Оставляя в стороне общекультурные корни русского западничества, психологически оно имеет свое если не оправдание, то объяснение именно в этом свойстве месторазвития и самой типологии русской жизни. Не только западники типа Чаадаева или Бакунина, но и сам Гоголь томился Россией и создал себе двойную жизнь, одновременно далекую от нее и в то же время глубоко близкую. И еще в последнее время над мало выезжавшим из России Толстым веял «западный ветер», и в наше время Горький в Италии пишет об Артамоновых и Самгине. Нужно думать, однако, что давний спор между западниками и самобытниками если не разрешен в пользу какой-либо из сторон, то, во всяком случае, навсегда оборван революцией, и само соотношение этих понятий должно существенно перестроиться. В русском сознании Европа всегда считалась страной разрешенных проблем.
В то время как Россия судорожно билась на месте, казалось, что Запад, легко и просто следуя за жизнью, без затруднения переходил от одной удачи к другой и безболезненно распутывал узлы жизни. Дело исторической синхрологии установить, насколько подобная расценка Европы в отношении России соответствовала в разное время действительному положению вещей. Важно было то, что подобный миф существовал, и им жили как Россия, так и сам Запад. Но еще важнее, что вера в этот миф теперь надломилась на глазах у всех, причем русская революция для этого надлома сделала больше, чем мировая война, с безысходностью всех ее последствий. Под нависшей сложностью социальных проблем и политических затруднений европейский потолок за последние десятилетия безмерно снизился. Но более всего начинает давать о себе знать [неблагополучие в самом основании западной культуры. Самый строй и обиход жизни классической Европы, слагающий ее традиции и силы, всегда ощущавшиеся закономерными и абсолютными, начинают раздражать и изнашивать значительно большее количество людей в самой Европе, чем это кажется с виду.Принцип личных свобод и индивидуального самоопределения, выдвинутый всеми европейскими революциями, с течением времени обратился в жесткий социальный индифферентизм, при котором судьба и социальное положение каждого человека не гарантируются ничем, кроме его самого. И даже право на гражданство должно, в сущности, каждым завоевываться,
и при этом в условиях всеобщей и беспощадной конкуренции, что должно утомлять и ожесточать не одних отсталых и выбитых из строя неудачников.

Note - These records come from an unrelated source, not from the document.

/// One stroke of a glyph, offsets relative to the glyph's top left corner.
#[derive(Debug, Clone, Copy, PartialEq, Eq)]
pub(crate) enum Stroke {
	Line(i32, i32, i32, i32),
	Rect(i32, i32, i32, i32),
	Dot(i32, i32),
}

use Stroke::{Dot, Line, Rect};

const TOP: Stroke = Line(0, 0, 2, 0);
const MIDDLE: Stroke = Line(0, 2, 2, 2);
const BOTTOM: Stroke = Line(0, 4, 2, 4);

/// 3x5 glyphs for the digits 0 to 9.
pub(crate) static DIGITS: [&[Stroke]; 10] = [
	&[Rect(0, 0, 2, 4)],
	&[Line(1, 0, 1, 4), BOTTOM, Dot(0, 1)],
	&[TOP, MIDDLE, BOTTOM, Dot(2, 1), Dot(0, 3)],
	&[TOP, MIDDLE, BOTTOM, Dot(2, 1), Dot(2, 3)],
	&[Line(0, 0, 0, 2), Line(2, 0, 2, 4), Dot(1, 2)],
	&[TOP, MIDDLE, BOTTOM, Dot(0, 1), Dot(2, 3)],
	&[TOP, MIDDLE, BOTTOM, Dot(0, 1), Dot(2, 3), Dot(0, 3)],
	&[Line(1, 2, 1, 4), TOP, Dot(2, 1)],
	&[TOP, MIDDLE, BOTTOM, Dot(0, 1), Dot(2, 1), Dot(2, 3), Dot(0, 3)],
	&[TOP, MIDDLE, BOTTOM, Dot(0, 1), Dot(2, 1), Dot(2, 3)],
];

pub(crate) const GLYPH_WIDTH: usize = 3;
pub(crate) const GLYPH_HEIGHT: usize = 5;
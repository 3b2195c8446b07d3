//! Host side driver core for BlinkStick LED controllers.
//!
//! The crate keeps framebuffers for LED strips ([`BlinkStickPro`]) and LED matrices
//! ([`BlinkStickProMatrix`]), draws into them and flushes them to the device as frames.
//! Single LEDs can be animated with blink, morph and pulse, either blocking the current
//! thread ([`BlinkStick`]) or cooperatively on tokio (`tokio::AsyncBlinkStick`, behind the
//! `tokio` feature).
//!
//! USB access is not part of this crate, controllers talk to the hardware through a
//! [`DeviceTransport`] implementation.

use std::time::Duration;

pub use blinkstick_matrix_shared as protocol;

pub mod animation;
pub mod channel;
pub mod color;
mod device;
pub mod frame;
pub mod matrix;
mod pro;
pub mod remap;
#[cfg(feature = "tokio")]
pub mod tokio;
pub mod transport;

pub use channel::{Channel, ChannelFramebuffer};
pub use color::{ColorFormat, ColorRequest, FormattedColor, Rgb};
pub use device::BlinkStick;
pub use frame::Frame;
pub use matrix::{MatrixFramebuffer, MatrixLayout};
pub use pro::{BlinkStickPro, BlinkStickProMatrix};
pub use transport::{DeviceTransport, TransportError};

#[derive(thiserror::Error, Debug)]
pub enum Error {
	#[error("'{0}' is not defined as a named color")]
	InvalidColorName(String),
	#[error("'{0}' is not a valid hexadecimal color value")]
	InvalidHexColor(String),
	#[error("index {index} is out of range for a buffer of {len} leds")]
	IndexOutOfRange { index: usize, len: usize },
	#[error("there is no glyph for digit {0}")]
	InvalidDigit(u8),
	#[error("channel {0} does not exist")]
	InvalidChannel(u8),
	#[error("a frame holds at most {} leds, got {leds}", protocol::MAX_LEDS_PER_CHANNEL)]
	FrameTooLarge { leds: usize },
	#[error("device transport failed")]
	Transport(#[from] TransportError),
}

pub type Result<T, E = Error> = std::result::Result<T, E>;

/// What `send_data` reports back: the time spent in the transport with the `timings`
/// feature, nothing without it.
#[cfg(feature = "timings")]
pub type WriteResult = Duration;
#[cfg(not(feature = "timings"))]
pub type WriteResult = ();

/// Per controller settings.
#[derive(Debug, Clone, PartialEq, Eq)]
pub struct Config {
	/// Send `255 - v` for every color value, for devices wired in inverse mode.
	pub inverse:            bool,
	/// Brightest value a channel is allowed to reach, colors are rescaled into `0..=max_rgb`.
	pub max_rgb:            u8,
	/// When `false` transport failures are logged and ignored instead of returned.
	pub error_reporting:    bool,
	/// Pause after every frame sent by the strip and matrix controllers.
	pub transmission_delay: Duration,
}

impl Default for Config {
	fn default() -> Self {
		Self {
			inverse:            false,
			max_rgb:            255,
			error_reporting:    true,
			transmission_delay: Duration::from_millis(2),
		}
	}
}
//! Linear rescaling between the 8 bit color range and a device's configured maximum.
//!
//! Both directions truncate toward zero, so a round trip is lossy by up to one device step.

use crate::Rgb;

fn rescale(value: u32, from_max: u32, to_max: u32) -> u32 {
	if from_max == 0 {
		return 0;
	}
	value * to_max / from_max
}

/// Scales `value` from `0..=255` into `0..=max`.
pub fn to_device(value: u8, max: u8) -> u8 {
	// value <= 255 keeps the result <= max
	rescale(u32::from(value), 255, u32::from(max)) as u8
}

/// Scales `value` from `0..=max` back into `0..=255`.
///
/// A value read from the device that is larger than `max` maps above 255, callers use that
/// to detect readings that don't belong to the configured range.
pub fn from_device(value: u8, max: u8) -> u16 {
	rescale(u32::from(value), u32::from(max), 255) as u16
}

pub fn remap_rgb(rgb: Rgb, max: u8) -> Rgb {
	Rgb::new(to_device(rgb.r, max), to_device(rgb.g, max), to_device(rgb.b, max))
}

/// Reverse of [`remap_rgb`], channels stay wide so out of range readings survive.
pub fn remap_rgb_reverse(rgb: Rgb, max: u8) -> [u16; 3] {
	[from_device(rgb.r, max), from_device(rgb.g, max), from_device(rgb.b, max)]
}

#[cfg(test)]
mod tests {
	use super::*;

	#[test]
	fn full_range_is_identity() {
		for v in 0..=255u8 {
			assert_eq!(to_device(v, 255), v);
			assert_eq!(from_device(v, 255), u16::from(v));
		}
	}

	#[test]
	fn truncates_toward_zero() {
		assert_eq!(to_device(255, 100), 100);
		assert_eq!(to_device(128, 100), 50);
		assert_eq!(to_device(1, 100), 0);
		assert_eq!(from_device(50, 100), 127);
	}

	#[test]
	fn round_trip_stays_within_one_step() {
		for max in 1..=255u8 {
			let step = 255 / u16::from(max) + 1;
			for v in 0..=255u8 {
				let back = from_device(to_device(v, max), max);
				assert!(
					u16::from(v).abs_diff(back) <= step,
					"v={v} max={max} back={back}"
				);
			}
			for v in 0..=max {
				let wide = from_device(v, max);
				let back = rescale(u32::from(wide), 255, u32::from(max));
				assert!(u32::from(v).abs_diff(back) <= 1, "v={v} max={max} back={back}");
			}
		}
	}

	#[test]
	fn readings_above_max_leave_the_color_range() {
		assert!(from_device(200, 100) > 255);
		assert_eq!(from_device(10, 0), 0);
	}
}
//! Structural validation of document trees.
//!
//! Checks the invariants a built and resolved [`Document`] must satisfy:
//! named brands and categories, no empty nodes after pruning, and resolved
//! paths that come verbatim from the mapping table.
//!
//! # Examples
//!
//! ```
//! use help_index_core::*;
//!
//! let mut section = Section::new(SectionKind::Help);
//! section.entries.push(Entry::new("A1", "Manual"));
//! let mut category = Category::new("Series A");
//! category.sections.push(section);
//! let mut brand = Brand::new("ACME");
//! brand.categories.push(category);
//! let document = Document { brands: vec![brand] };
//! assert!(validate_document(&document, None).is_empty());
//!
//! // A brand with nothing under it should have been pruned.
//! let mut bad = document.clone();
//! bad.brands.push(Brand::new("Ghost"));
//! assert!(!validate_document(&bad, None).is_empty());
//! ```

use thiserror::Error;

use crate::{Document, MappingTable};

/// Document validation errors.
#[derive(Debug, Clone, PartialEq, Eq, Error)]
pub enum ValidationError {
    /// Brand name is empty or whitespace-only.
    #[error("brand name cannot be empty")]
    EmptyBrandName,
    /// Category name is empty or whitespace-only.
    #[error("category name cannot be empty (brand: {0})")]
    EmptyCategoryName(String),
    /// Brand survived with no categories.
    #[error("brand has no categories: {0}")]
    EmptyBrand(String),
    /// Category survived with no sections.
    #[error("category has no sections: {0}")]
    EmptyCategory(String),
    /// Section survived with no entries.
    #[error("section has no entries: {0}")]
    EmptySection(String),
    /// A resolved or image path is not present in the mapping table.
    #[error("path not present in mapping table: {0}")]
    UnknownPath(String),
}

/// Validates a document tree, optionally against the mapping table it was
/// resolved with.
///
/// Returns every problem found, in tree order.
pub fn validate_document(document: &Document, table: Option<&MappingTable>) -> Vec<ValidationError> {
    let mut errors = Vec::new();

    for brand in &document.brands {
        if brand.name.trim().is_empty() {
            errors.push(ValidationError::EmptyBrandName);
        }
        if brand.categories.is_empty() {
            errors.push(ValidationError::EmptyBrand(brand.name.clone()));
        }

        for category in &brand.categories {
            let category_path = format!("{} / {}", brand.name, category.name);
            if category.name.trim().is_empty() {
                errors.push(ValidationError::EmptyCategoryName(brand.name.clone()));
            }
            if category.sections.is_empty() {
                errors.push(ValidationError::EmptyCategory(category_path.clone()));
            }

            for section in &category.sections {
                if section.entries.is_empty() {
                    errors.push(ValidationError::EmptySection(format!(
                        "{category_path} / {}",
                        section.kind
                    )));
                }
            }
        }
    }

    if let Some(table) = table {
        for (_, entry) in document.entries() {
            for path in [entry.resolved_path(), entry.image_path()].into_iter().flatten() {
                if !table.contains_path(path) {
                    errors.push(ValidationError::UnknownPath(path.to_string()));
                }
            }
        }
    }

    errors
}

#[cfg(test)]
mod tests {
    use crate::{Brand, Category, Entry, MappingEntry, MappingKind, Section, SectionKind};

    use super::*;

    fn document_with(entry: Entry) -> Document {
        let mut section = Section::new(SectionKind::Help);
        section.entries.push(entry);
        let mut category = Category::new("Series A");
        category.sections.push(section);
        let mut brand = Brand::new("ACME");
        brand.categories.push(category);
        Document {
            brands: vec![brand],
        }
    }

    #[test]
    fn test_validate_rejects_empty_section() {
        let mut document = document_with(Entry::new("A1", "Manual"));
        document.brands[0].categories[0]
            .sections
            .push(Section::new(SectionKind::Videos));

        let errors = validate_document(&document, None);
        assert_eq!(
            errors,
            vec![ValidationError::EmptySection(
                "ACME / Series A / VIDEOS".to_string()
            )]
        );
    }

    #[test]
    fn test_validate_rejects_unknown_resolved_path() {
        let mut entry = Entry::new("A1", "Manual");
        entry.set_resolved_path("Extras/missing.pdf").unwrap();
        let document = document_with(entry);

        let mut table = MappingTable::new();
        table.push(MappingEntry::new("Extras/a1.pdf", "A1 Manual", MappingKind::Document));

        let errors = validate_document(&document, Some(&table));
        assert_eq!(
            errors,
            vec![ValidationError::UnknownPath("Extras/missing.pdf".to_string())]
        );
    }

    #[test]
    fn test_validate_accepts_known_paths() {
        let mut entry = Entry::new("A1", "Manual");
        entry.set_resolved_path("Extras/a1.pdf").unwrap();
        entry.set_image_path("images/a1.png").unwrap();
        let document = document_with(entry);

        let mut table = MappingTable::new();
        table.push(MappingEntry::new("images/a1.png", "A1", MappingKind::Image));
        table.push(MappingEntry::new("Extras/a1.pdf", "A1 Manual", MappingKind::Document));

        assert!(validate_document(&document, Some(&table)).is_empty());
    }

    #[test]
    fn test_validate_rejects_blank_names() {
        let mut document = document_with(Entry::new("A1", "Manual"));
        document.brands[0].name = " ".to_string();
        document.brands[0].categories[0].name = String::new();

        let errors = validate_document(&document, None);
        assert_eq!(
            errors,
            vec![
                ValidationError::EmptyBrandName,
                ValidationError::EmptyCategoryName(" ".to_string()),
            ]
        );
    }
}
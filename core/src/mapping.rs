use serde::{Deserialize, Serialize};

/// Whether a mapped file is a card image or a linkable document.
#[derive(Debug, Clone, Copy, PartialEq, Eq, Hash, Serialize, Deserialize)]
#[serde(rename_all = "snake_case")]
pub enum MappingKind {
    Image,
    Document,
}

/// One file-path-to-description association from the mapping list.
///
/// Entries are immutable once created: fields are private and only
/// readable through accessors.
#[derive(Debug, Clone, PartialEq, Eq, Serialize, Deserialize)]
pub struct MappingEntry {
    path: String,
    description: String,
    kind: MappingKind,
}

impl MappingEntry {
    pub fn new(path: impl Into<String>, description: impl Into<String>, kind: MappingKind) -> Self {
        Self {
            path: path.into(),
            description: description.into(),
            kind,
        }
    }

    pub fn path(&self) -> &str {
        &self.path
    }

    pub fn description(&self) -> &str {
        &self.description
    }

    pub fn kind(&self) -> MappingKind {
        self.kind
    }
}

/// Ordered table of mapping entries.
///
/// Insertion order is preserved and decides ties during resolution, so the
/// table is append-only and never sorted.
///
/// # Examples
///
/// ```
/// use help_index_core::*;
///
/// let mut table = MappingTable::new();
/// table.push(MappingEntry::new("images/a.png", "Series A", MappingKind::Image));
/// table.push(MappingEntry::new("Extras/a.pdf", "Series A Manual", MappingKind::Document));
///
/// assert_eq!(table.len(), 2);
/// assert_eq!(table.documents().count(), 1);
/// assert_eq!(table.images().next().unwrap().path(), "images/a.png");
/// assert!(table.contains_path("Extras/a.pdf"));
/// ```
#[derive(Debug, Clone, Default, PartialEq, Eq, Serialize, Deserialize)]
pub struct MappingTable {
    entries: Vec<MappingEntry>,
}

impl MappingTable {
    pub fn new() -> Self {
        Self::default()
    }

    /// Appends an entry at the end of the table.
    pub fn push(&mut self, entry: MappingEntry) {
        self.entries.push(entry);
    }

    pub fn entries(&self) -> &[MappingEntry] {
        &self.entries
    }

    /// Entries of the given kind, in insertion order.
    pub fn of_kind(&self, kind: MappingKind) -> impl Iterator<Item = &MappingEntry> {
        self.entries.iter().filter(move |entry| entry.kind == kind)
    }

    pub fn documents(&self) -> impl Iterator<Item = &MappingEntry> {
        self.of_kind(MappingKind::Document)
    }

    pub fn images(&self) -> impl Iterator<Item = &MappingEntry> {
        self.of_kind(MappingKind::Image)
    }

    /// Returns `true` if some entry carries exactly this path.
    pub fn contains_path(&self, path: &str) -> bool {
        self.entries.iter().any(|entry| entry.path == path)
    }

    pub fn len(&self) -> usize {
        self.entries.len()
    }

    pub fn is_empty(&self) -> bool {
        self.entries.is_empty()
    }
}
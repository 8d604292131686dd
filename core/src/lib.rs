//! Core document and mapping types for help index transformation.
//!
//! This crate defines the normalized tree that the pipeline builds from a
//! help index, and the mapping table it resolves entries against:
//!
//! - [`Document`] → [`Brand`] → [`Category`] → [`Section`] → [`Entry`]: the
//!   ordered help index tree. Sections carry one of four [`SectionKind`]s.
//! - [`MappingTable`]: an ordered, append-only list of [`MappingEntry`]
//!   values, each tagged [`MappingKind::Image`] or [`MappingKind::Document`].
//!
//! Validation ([`validate_document`]) checks the structural invariants a
//! finished tree must satisfy.
//!
//! # Example
//!
//! ```
//! use help_index_core::*;
//!
//! let mut section = Section::new(SectionKind::Help);
//! section.entries.push(Entry::new("MC6700P", "Getting Started Guide"));
//! let mut category = Category::new("Sewing");
//! category.sections.push(section);
//! let mut brand = Brand::new("Janome");
//! brand.categories.push(category);
//! let document = Document { brands: vec![brand] };
//!
//! let mut table = MappingTable::new();
//! table.push(MappingEntry::new(
//!     "Extras/mc6700p-start.pdf",
//!     "MC6700P Getting Started Guide",
//!     MappingKind::Document,
//! ));
//!
//! assert_eq!(document.entry_count(), 1);
//! assert!(validate_document(&document, Some(&table)).is_empty());
//! ```

mod mapping;
mod types;
mod validate;

pub use mapping::{MappingEntry, MappingKind, MappingTable};
pub use types::*;
pub use validate::{ValidationError, validate_document};
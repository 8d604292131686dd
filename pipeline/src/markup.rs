//! Re-serialization of a document tree back into help index markup.

use help_index_core::Document;

use crate::config::IndexConfig;

/// Writes `document` as header and bullet lines that build back into the
/// same tree.
///
/// # Examples
///
/// ```
/// use help_index_pipeline::builder::build_document;
/// use help_index_pipeline::config::IndexConfig;
/// use help_index_pipeline::markup::write_markup;
///
/// let config = IndexConfig::default();
/// let (document, _) = build_document("#### HELP\n- MC6700P: Getting Started Guide\n", &config);
/// let markup = write_markup(&document, &config);
/// assert_eq!(
///     markup,
///     "## Uncategorized\n### General\n#### HELP\n- MC6700P: Getting Started Guide\n"
/// );
/// ```
pub fn write_markup(document: &Document, config: &IndexConfig) -> String {
    let markers = &config.classifier;
    let bullet = markers
        .bullet_markers
        .first()
        .map(String::as_str)
        .unwrap_or("-");
    let separator = config.builder.separator;

    let mut out = String::new();
    for brand in &document.brands {
        out.push_str(&format!("{} {}\n", markers.brand_marker, brand.name));
        for category in &brand.categories {
            out.push_str(&format!("{} {}\n", markers.category_marker, category.name));
            for section in &category.sections {
                out.push_str(&format!("{} {}\n", markers.section_marker, section.kind));
                for entry in &section.entries {
                    if entry.label().is_empty() {
                        out.push_str(&format!("{bullet} {}\n", entry.code()));
                    } else {
                        out.push_str(&format!(
                            "{bullet} {}{separator} {}\n",
                            entry.code(),
                            entry.label()
                        ));
                    }
                }
            }
        }
    }
    out
}
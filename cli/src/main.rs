use std::io::IsTerminal;
use std::path::PathBuf;

use clap::Parser;
use help_index_pipeline::config::IndexConfig;
use help_index_pipeline::report::RunSummary;
use help_index_pipeline::{
    DEFAULT_CHECKLIST_PATH, DEFAULT_HTML_PATH, DEFAULT_INDEX_PATH, DEFAULT_MAPPING_PATH,
    RunOptions,
};
use tracing::Level;

#[derive(Debug, Parser)]
#[command(name = "help-index")]
#[command(about = "Turn a plain-text help index into an HTML page and a file checklist")]
#[command(version)]
struct Cli {
    /// Help index to read.
    #[arg(long, default_value = DEFAULT_INDEX_PATH)]
    index: PathBuf,
    /// Mapping list of image and document paths.
    #[arg(long, default_value = DEFAULT_MAPPING_PATH)]
    mapping: PathBuf,
    /// HTML page to write.
    #[arg(long, default_value = DEFAULT_HTML_PATH)]
    html: PathBuf,
    /// Checklist of referenced files to write.
    #[arg(long, default_value = DEFAULT_CHECKLIST_PATH)]
    checklist: PathBuf,
    /// Also write the resolved document as JSON.
    #[arg(long)]
    json: Option<PathBuf>,
    /// YAML configuration file (built-in defaults when omitted).
    #[arg(long)]
    config: Option<PathBuf>,
    /// Minimum similarity (0.0-1.0, exclusive) for an entry to link a file.
    #[arg(long)]
    min_score: Option<f64>,
    /// Mark referenced files that do not exist next to the HTML page.
    #[arg(long)]
    check_files: bool,
    /// More log output (-v debug, -vv trace).
    #[arg(short, long, action = clap::ArgAction::Count, conflicts_with = "quiet")]
    verbose: u8,
    /// Only log errors.
    #[arg(short, long)]
    quiet: bool,
}

impl Cli {
    fn log_level(&self) -> Level {
        if self.quiet {
            return Level::ERROR;
        }
        match self.verbose {
            0 => Level::INFO,
            1 => Level::DEBUG,
            _ => Level::TRACE,
        }
    }
}

fn main() {
    let cli = Cli::parse();

    tracing_subscriber::fmt()
        .with_writer(std::io::stderr)
        .with_max_level(cli.log_level())
        .with_ansi(std::io::stderr().is_terminal())
        .with_target(false)
        .init();

    if let Err(err) = run(cli) {
        eprintln!("error: {err}");
        std::process::exit(1);
    }
}

fn run(cli: Cli) -> Result<(), String> {
    let mut config = match &cli.config {
        Some(path) => IndexConfig::load(path).map_err(|err| err.to_string())?,
        None => IndexConfig::default(),
    };
    if let Some(min_score) = cli.min_score {
        config.resolver.min_score = min_score;
        config.check().map_err(|err| format!("Invalid --min-score {min_score}: {err}"))?;
    }

    let options = RunOptions {
        index_path: cli.index,
        mapping_path: cli.mapping,
        html_path: cli.html,
        checklist_path: cli.checklist,
        json_path: cli.json,
        check_files: cli.check_files,
    };

    let summary = help_index_pipeline::run(&options, &config).map_err(|err| err.to_string())?;
    print_summary(&options, &summary);
    Ok(())
}

fn print_summary(options: &RunOptions, summary: &RunSummary) {
    let resolution = &summary.resolution;
    println!(
        "Processed {} entries in {} brands",
        summary.build.entries, summary.build.brands
    );
    println!(
        "Linked {}/{} entries to {} files",
        resolution.resolved, resolution.linkable, summary.referenced_files
    );
    if resolution.unresolved > 0 {
        println!("Entries without a file: {}", resolution.unresolved);
        for text in &resolution.unresolved_entries {
            println!("  - {text}");
        }
    }
    if options.check_files && summary.missing_files > 0 {
        println!("Missing files: {}", summary.missing_files);
    }
    println!("Wrote {}", options.html_path.display());
    println!("Wrote {}", options.checklist_path.display());
    if let Some(json_path) = &options.json_path {
        println!("Wrote {}", json_path.display());
    }
}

Естественно, что среди непрекращающейся жизненной тревоги и бесплодной социальной динамики в широких массах начинает возникать жажда социальной стабильности и искания иной жизненной системы, при которой личная судьба человека гарантировалась бы какой-либо обязательной и объективной инстанцией. Именно в этом нужно искать корни европейского коммунизма и все растущее сочувствие «русскому» принципу несвободного равенства, выдвигаемого самой жизнью взамен распадающегося, ему противоположного «западного» принципа свободного неравенства, при котором действительно[е] неравенство прикрывается якобы свободой, а свобода погибает в неравенстве.В некритическом сочувствии европейского пролетариата и радикальной интеллигенции всему происходящему в России есть много слепой наивности и непонимания. Возникнув в определенной исторической среде и развившись в прошлом по своим социальным закономерностям, русская революция как комплекс предпосылок и заданий для будущего европейскому, даже революционному сознанию в целом недоступна, в частности, непонятна и та переработка, которой подвергается в условиях советской государственной системы и самый руководящий принцип коллективизма, положенный в свое время в основание замысла русской революции. Реальное существование Советского Союза, требующее непрестанной координации принципа с жизнью, в процессе постепенного усложнения первоначальной революционной темы поставило как перед самой Россией, так и перед всем миром проблему нового типа
государства, которое можно было бы назвать в противоположность нейтральной, безответственной государственности западных демократий государством страховым[575].